To do: Please retype exactly, and with nothing added, the lines of the material from the one with "assert!(stats" through the final one.

[[ Data section open ]]

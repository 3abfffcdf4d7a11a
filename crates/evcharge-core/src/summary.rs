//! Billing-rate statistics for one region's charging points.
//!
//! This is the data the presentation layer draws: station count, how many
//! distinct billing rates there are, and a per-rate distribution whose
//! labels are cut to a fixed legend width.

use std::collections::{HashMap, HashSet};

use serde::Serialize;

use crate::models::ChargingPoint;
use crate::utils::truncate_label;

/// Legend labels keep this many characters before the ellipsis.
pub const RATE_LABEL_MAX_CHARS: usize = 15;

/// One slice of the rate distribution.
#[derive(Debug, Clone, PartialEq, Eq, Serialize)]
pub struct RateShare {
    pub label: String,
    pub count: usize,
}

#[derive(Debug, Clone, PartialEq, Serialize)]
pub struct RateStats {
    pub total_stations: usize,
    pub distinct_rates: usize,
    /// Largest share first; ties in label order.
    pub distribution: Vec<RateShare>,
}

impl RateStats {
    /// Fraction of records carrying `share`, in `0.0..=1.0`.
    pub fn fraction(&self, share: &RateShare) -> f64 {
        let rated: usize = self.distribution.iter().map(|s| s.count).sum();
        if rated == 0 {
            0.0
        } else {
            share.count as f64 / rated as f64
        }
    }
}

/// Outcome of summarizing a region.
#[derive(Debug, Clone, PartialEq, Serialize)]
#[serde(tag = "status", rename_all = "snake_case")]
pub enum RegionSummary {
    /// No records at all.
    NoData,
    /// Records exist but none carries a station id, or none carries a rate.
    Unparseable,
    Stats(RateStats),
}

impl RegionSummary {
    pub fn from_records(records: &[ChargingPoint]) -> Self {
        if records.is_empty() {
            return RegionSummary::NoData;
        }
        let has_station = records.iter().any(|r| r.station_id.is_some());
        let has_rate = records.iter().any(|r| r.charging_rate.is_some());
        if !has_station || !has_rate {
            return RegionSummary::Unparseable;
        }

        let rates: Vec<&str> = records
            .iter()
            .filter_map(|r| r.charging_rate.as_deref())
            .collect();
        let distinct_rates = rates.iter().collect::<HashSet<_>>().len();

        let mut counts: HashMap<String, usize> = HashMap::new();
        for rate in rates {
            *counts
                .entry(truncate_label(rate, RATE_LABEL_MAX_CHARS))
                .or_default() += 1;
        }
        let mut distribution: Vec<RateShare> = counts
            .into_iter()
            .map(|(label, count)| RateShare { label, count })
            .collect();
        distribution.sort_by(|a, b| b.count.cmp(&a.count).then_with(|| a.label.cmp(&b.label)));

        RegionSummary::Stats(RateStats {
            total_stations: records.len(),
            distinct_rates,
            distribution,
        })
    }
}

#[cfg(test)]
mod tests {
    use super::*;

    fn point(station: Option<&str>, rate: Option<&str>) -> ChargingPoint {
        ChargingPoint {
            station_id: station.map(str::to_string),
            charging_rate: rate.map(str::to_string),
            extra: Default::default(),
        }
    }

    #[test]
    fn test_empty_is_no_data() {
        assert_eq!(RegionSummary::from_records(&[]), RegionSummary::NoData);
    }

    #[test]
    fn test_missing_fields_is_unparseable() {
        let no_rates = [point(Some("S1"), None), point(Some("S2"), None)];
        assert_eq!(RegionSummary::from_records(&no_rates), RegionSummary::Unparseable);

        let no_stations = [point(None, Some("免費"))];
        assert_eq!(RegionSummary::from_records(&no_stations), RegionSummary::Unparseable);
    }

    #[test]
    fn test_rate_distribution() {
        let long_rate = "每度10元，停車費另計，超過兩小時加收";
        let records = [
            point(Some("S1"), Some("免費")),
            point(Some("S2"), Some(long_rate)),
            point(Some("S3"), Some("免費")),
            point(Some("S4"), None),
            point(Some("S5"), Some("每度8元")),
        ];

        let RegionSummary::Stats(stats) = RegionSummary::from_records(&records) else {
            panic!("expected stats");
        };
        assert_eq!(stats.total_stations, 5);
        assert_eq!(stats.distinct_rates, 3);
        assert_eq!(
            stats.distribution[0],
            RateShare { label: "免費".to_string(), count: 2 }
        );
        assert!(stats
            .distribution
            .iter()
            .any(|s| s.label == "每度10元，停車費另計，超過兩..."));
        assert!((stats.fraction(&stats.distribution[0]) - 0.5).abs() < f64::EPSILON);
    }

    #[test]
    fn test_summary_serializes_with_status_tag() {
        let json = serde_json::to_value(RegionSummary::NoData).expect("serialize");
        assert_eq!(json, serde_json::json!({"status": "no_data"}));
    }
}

[[ Data section closed ]]

Written solution:
        assert!(stats
            .distribution
            .iter()
            .any(|s| s.label == "每度10元，停車費另計，超過兩..."));
        assert!((stats.fraction(&stats.distribution[0]) - 0.5).abs() < f64::EPSILON);
    }

    #[test]
    fn test_summary_serializes_with_status_tag() {
        let json = serde_json::to_value(RegionSummary::NoData).expect("serialize");
        assert_eq!(json, serde_json::json!({"status": "no_data"}));
    }
}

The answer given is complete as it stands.